Pull out each line of the records holding the string "session".

[Stored items]
-----
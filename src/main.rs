//! unionsite - student union site API client
//!
#![doc = "unionsite - student union site API client"]
#![doc = "Main entry point for the unionsite command-line tool."]

use anyhow::Result;

use tracing_subscriber::{layer::SubscriberExt, util::SubscriberInitExt, EnvFilter};

use unionsite::cli::{Cli, Commands};
use unionsite::commands;
use unionsite::config::Config;

#[tokio::main]
async fn main() -> Result<()> {
    // Parse command line arguments
    let cli = Cli::parse_args();

    // Initialize tracing
    init_tracing(cli.verbose);

    // Load configuration
    let config_path = cli.config.as_deref().unwrap_or("config/config.yaml");
    let config = Config::load(config_path, &cli)?;

    // Validate configuration
    config.validate()?;

    let api = commands::build_api(&config)?;

    // Execute command
    match cli.command {
        Commands::Login { email, password } => {
            commands::session::login(&api, &email, &password).await?;
            Ok(())
        }
        Commands::Logout => {
            commands::session::logout(&api).await?;
            Ok(())
        }
        Commands::Whoami { cached } => {
            commands::session::whoami(&api, cached).await?;
            Ok(())
        }
        Commands::Request { method, path, body } => {
            tracing::info!("Sending {} {}", method, path);
            commands::request::send_request(api.client(), &method, &path, body.as_deref())
                .await?;
            Ok(())
        }
        Commands::Status => {
            commands::session::status(&api)?;
            Ok(())
        }
    }
}

/// Initialize tracing subscriber with environment filter
///
/// `RUST_LOG` wins when set; otherwise `--verbose` selects debug output.
fn init_tracing(verbose: bool) {
    let default_directive = if verbose {
        "unionsite=debug"
    } else {
        "unionsite=info"
    };
    let env_filter =
        EnvFilter::try_from_default_env().unwrap_or_else(|_| EnvFilter::new(default_directive));

    tracing_subscriber::registry()
        .with(env_filter)
        .with(tracing_subscriber::fmt::layer().with_writer(std::io::stderr))
        .init();
}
-----
■ **Answer**:
            commands::session::login(&api, &email, &password).await?;
            commands::session::logout(&api).await?;
            commands::session::whoami(&api, cached).await?;
            commands::session::status(&api)?;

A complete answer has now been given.